## REQUIREMENT
From the entries below, say how many lines carry the word "sources", and give nothing but the number.
=======
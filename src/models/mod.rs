//! Core data models for PubMed articles and search operations.

mod article;
mod search;

pub use article::{
    ArticleRecord, ArticleRecordBuilder, Pmid, PmidError, NO_TITLE, UNKNOWN_DATE, UNKNOWN_JOURNAL,
};
pub use search::{PdfResolution, SearchQuery, DEFAULT_NUM_RESULTS};
//! # PubMed Articles MCP
//!
//! A Model Context Protocol (MCP) server exposing a single `pubmed_articles`
//! tool that searches PubMed and retrieves article metadata and PubMed
//! Central PDF links through NCBI E-utilities.
//!
//! ## Architecture
//!
//! - [`models`]: Article records, search queries and PDF resolutions
//! - [`sources`]: The literature gateway (`PubMedSource`) and MEDLINE XML extraction
//! - [`mcp`]: Request validation, dispatch and the pmcp server
//! - [`utils`]: HTTP client
//! - [`config`]: Configuration management

pub mod config;
pub mod mcp;
pub mod models;
pub mod sources;
pub mod utils;

// Re-export commonly used types
pub use mcp::{Dispatcher, McpServer};
pub use models::{ArticleRecord, Pmid};
pub use sources::{LiteratureSource, PubMedSource};

/// Library version
pub const VERSION: &str = env!("CARGO_PKG_VERSION");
=======
## COMPLETED EXERCISE
3